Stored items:
-----

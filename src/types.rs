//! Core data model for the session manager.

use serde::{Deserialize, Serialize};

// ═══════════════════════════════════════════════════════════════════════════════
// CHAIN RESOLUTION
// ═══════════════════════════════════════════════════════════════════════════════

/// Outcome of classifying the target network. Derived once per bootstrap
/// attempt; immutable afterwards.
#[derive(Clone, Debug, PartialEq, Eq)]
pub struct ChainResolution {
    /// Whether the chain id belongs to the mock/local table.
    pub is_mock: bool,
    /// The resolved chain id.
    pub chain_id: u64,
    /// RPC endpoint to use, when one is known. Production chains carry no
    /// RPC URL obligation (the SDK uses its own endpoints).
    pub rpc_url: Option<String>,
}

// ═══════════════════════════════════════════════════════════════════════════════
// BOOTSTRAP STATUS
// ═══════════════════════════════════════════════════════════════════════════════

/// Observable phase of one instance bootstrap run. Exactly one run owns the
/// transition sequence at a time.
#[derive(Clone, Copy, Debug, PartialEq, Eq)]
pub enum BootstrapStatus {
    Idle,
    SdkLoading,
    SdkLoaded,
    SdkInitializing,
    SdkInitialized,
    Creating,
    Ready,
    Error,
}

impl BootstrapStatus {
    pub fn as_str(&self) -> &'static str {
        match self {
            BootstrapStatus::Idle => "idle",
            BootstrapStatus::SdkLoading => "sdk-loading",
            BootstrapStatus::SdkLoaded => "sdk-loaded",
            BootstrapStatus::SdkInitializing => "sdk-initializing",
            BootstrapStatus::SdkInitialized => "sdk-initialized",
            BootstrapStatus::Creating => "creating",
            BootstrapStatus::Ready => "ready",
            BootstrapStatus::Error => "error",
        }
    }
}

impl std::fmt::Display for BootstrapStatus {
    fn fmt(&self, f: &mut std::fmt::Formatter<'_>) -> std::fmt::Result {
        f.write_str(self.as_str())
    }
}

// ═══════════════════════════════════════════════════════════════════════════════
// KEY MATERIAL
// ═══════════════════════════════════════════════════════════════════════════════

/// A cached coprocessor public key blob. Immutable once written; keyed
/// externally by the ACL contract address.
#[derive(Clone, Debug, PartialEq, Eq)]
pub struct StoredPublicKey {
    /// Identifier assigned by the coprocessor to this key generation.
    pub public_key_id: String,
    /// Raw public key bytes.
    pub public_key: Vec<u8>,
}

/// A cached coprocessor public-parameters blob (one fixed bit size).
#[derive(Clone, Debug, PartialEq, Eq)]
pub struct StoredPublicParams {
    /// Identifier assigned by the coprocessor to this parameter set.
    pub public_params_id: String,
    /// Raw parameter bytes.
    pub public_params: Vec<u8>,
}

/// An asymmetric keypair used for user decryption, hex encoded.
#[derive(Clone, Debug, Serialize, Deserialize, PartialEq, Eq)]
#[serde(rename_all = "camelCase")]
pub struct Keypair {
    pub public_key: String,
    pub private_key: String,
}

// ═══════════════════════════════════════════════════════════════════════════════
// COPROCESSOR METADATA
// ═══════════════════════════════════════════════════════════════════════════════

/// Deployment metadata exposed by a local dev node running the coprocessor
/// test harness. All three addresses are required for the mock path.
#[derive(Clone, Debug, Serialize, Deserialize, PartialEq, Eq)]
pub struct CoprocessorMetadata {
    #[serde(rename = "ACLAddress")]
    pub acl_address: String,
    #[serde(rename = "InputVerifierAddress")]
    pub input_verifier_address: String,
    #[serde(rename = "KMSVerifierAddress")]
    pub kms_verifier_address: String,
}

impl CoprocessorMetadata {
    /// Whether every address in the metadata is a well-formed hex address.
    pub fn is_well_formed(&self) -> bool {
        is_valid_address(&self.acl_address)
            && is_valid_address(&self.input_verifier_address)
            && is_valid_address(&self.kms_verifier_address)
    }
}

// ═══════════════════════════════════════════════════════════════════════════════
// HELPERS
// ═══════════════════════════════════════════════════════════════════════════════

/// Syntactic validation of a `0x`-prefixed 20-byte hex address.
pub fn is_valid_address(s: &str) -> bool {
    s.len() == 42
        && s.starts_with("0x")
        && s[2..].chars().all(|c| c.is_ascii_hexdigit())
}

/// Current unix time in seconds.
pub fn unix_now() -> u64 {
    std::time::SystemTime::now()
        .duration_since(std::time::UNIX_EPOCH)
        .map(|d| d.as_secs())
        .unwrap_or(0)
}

-----

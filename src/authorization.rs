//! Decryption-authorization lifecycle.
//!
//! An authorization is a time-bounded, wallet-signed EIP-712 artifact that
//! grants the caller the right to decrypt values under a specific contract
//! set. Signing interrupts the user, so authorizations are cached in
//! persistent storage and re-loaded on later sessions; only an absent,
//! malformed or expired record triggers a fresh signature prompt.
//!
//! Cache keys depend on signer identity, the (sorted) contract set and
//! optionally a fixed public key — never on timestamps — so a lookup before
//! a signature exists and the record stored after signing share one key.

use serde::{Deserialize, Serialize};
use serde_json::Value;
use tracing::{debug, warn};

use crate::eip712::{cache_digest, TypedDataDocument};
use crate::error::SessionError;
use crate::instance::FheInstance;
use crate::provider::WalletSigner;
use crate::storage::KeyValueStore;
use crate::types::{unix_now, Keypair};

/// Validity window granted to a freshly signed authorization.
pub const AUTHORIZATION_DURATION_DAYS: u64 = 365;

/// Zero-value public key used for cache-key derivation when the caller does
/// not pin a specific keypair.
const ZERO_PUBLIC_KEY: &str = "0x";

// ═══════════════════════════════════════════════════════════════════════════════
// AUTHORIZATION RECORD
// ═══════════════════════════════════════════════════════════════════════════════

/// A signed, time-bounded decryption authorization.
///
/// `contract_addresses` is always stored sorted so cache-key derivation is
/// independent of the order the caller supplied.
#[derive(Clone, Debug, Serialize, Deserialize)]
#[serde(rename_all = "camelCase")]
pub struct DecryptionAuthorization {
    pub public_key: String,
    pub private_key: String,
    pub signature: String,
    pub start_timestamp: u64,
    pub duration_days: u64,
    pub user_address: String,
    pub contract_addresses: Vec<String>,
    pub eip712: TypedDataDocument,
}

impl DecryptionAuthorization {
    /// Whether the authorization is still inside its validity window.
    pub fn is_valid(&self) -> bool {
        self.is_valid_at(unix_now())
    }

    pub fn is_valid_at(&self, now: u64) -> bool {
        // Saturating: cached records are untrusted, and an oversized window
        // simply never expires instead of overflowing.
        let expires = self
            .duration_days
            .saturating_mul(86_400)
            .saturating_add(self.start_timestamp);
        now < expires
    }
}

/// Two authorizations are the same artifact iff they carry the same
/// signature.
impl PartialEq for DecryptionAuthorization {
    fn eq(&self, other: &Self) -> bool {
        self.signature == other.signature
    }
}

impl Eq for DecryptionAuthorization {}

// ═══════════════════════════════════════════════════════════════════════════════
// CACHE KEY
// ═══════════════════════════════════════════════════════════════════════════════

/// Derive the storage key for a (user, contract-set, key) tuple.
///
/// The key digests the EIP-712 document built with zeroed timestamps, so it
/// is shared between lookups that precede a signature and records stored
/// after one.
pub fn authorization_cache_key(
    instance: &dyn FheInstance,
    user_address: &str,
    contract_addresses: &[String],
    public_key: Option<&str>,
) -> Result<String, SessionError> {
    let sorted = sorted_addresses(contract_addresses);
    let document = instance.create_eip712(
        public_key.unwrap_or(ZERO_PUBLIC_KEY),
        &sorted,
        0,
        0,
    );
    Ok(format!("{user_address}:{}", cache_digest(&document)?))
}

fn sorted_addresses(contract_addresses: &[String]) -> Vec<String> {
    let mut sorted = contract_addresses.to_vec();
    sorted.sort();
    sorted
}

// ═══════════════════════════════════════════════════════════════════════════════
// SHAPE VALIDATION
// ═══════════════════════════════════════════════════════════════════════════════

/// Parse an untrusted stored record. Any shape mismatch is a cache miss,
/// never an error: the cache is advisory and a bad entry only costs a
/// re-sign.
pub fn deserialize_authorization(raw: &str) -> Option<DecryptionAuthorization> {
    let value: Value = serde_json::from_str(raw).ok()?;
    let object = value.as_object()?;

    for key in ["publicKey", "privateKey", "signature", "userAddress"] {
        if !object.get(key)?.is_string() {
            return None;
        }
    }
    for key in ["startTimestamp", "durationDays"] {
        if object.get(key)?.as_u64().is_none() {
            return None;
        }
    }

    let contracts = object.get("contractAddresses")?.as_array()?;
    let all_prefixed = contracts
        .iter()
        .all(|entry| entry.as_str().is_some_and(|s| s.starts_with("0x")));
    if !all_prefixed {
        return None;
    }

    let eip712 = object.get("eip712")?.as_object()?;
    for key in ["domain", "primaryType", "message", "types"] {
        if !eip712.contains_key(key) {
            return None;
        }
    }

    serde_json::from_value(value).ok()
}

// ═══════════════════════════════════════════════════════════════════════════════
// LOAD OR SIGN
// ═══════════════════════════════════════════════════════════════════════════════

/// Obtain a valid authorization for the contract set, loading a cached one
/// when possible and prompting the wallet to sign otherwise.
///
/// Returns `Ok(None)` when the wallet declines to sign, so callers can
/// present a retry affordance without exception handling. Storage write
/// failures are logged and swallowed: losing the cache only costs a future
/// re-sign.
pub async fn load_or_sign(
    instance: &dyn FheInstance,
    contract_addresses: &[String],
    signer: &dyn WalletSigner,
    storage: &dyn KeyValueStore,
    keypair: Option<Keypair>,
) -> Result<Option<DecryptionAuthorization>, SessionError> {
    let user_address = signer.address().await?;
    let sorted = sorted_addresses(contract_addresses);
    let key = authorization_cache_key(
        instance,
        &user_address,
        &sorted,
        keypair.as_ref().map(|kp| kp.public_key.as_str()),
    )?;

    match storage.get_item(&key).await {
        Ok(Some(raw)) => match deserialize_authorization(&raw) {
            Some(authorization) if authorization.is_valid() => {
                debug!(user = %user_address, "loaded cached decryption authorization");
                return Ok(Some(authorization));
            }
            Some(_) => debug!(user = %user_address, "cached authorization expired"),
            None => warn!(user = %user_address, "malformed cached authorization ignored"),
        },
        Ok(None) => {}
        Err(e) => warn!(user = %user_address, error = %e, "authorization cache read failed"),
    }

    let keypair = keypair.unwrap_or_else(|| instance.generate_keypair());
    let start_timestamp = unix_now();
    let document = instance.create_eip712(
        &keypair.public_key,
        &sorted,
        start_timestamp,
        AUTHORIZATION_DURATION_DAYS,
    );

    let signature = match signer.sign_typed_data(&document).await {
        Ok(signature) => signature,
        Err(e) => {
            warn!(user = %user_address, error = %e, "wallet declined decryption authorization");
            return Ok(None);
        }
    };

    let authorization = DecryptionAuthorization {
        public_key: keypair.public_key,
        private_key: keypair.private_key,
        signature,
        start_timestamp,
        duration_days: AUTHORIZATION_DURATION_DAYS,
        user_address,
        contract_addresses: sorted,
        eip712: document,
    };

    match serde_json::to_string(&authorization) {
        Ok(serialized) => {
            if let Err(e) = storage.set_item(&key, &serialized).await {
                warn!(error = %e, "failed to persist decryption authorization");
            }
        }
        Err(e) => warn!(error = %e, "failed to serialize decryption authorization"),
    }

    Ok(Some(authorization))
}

-----

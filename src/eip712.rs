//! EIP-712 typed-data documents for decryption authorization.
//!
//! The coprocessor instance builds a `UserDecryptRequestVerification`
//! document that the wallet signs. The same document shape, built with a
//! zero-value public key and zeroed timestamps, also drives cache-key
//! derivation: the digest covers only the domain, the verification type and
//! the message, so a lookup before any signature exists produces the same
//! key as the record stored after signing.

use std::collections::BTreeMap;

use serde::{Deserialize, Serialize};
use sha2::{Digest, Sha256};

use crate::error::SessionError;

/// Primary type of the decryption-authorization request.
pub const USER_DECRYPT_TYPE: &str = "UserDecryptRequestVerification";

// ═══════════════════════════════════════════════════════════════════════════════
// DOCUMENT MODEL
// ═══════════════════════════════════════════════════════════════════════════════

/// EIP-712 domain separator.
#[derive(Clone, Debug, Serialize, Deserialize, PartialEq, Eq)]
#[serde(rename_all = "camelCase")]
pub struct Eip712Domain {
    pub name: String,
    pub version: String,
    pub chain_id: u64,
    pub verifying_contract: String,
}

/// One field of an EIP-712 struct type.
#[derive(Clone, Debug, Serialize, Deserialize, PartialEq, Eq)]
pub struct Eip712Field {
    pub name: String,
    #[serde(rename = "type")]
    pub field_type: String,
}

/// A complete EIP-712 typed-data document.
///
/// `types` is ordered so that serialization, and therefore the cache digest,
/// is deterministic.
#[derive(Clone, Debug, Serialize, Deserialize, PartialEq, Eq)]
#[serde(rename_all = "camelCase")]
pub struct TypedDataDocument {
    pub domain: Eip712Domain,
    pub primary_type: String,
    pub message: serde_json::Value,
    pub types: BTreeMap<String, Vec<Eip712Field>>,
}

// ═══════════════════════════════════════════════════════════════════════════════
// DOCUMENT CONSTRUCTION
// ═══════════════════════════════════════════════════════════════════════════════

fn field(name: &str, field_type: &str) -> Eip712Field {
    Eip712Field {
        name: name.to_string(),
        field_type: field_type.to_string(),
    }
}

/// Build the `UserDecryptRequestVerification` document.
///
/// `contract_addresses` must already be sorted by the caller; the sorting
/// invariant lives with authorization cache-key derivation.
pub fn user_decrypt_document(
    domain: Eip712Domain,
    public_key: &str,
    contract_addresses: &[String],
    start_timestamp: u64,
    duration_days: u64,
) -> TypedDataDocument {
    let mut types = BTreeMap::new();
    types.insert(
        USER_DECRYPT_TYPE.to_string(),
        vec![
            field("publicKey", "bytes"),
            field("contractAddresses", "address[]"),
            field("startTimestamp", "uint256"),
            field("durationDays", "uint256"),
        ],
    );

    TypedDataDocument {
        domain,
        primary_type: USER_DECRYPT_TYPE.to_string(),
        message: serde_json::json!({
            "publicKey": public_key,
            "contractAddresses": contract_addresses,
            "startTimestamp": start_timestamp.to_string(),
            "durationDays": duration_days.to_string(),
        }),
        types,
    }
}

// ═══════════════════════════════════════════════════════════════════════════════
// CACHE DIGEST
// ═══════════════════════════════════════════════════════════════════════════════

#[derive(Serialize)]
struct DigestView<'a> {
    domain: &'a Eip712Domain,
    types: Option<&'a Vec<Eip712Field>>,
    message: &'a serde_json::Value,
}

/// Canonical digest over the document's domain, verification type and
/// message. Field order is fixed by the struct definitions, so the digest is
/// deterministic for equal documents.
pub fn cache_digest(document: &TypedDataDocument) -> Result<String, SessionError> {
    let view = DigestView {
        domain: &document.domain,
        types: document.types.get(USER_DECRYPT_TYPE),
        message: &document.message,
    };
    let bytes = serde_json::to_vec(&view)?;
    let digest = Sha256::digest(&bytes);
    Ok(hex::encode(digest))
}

-----

◆ **Task goal**: Above are records; repeat only the lines starting at the line with "filename src/types.rs" and ending at the line with "pub struct ChainResolution", exactly as they appear, both included.

◆ **Answer for this exercise**:
filename src/types.rs
//! Core data model for the session manager.

use serde::{Deserialize, Serialize};

// ═══════════════════════════════════════════════════════════════════════════════
// CHAIN RESOLUTION
// ═══════════════════════════════════════════════════════════════════════════════

/// Outcome of classifying the target network. Derived once per bootstrap
/// attempt; immutable afterwards.
#[derive(Clone, Debug, PartialEq, Eq)]
pub struct ChainResolution {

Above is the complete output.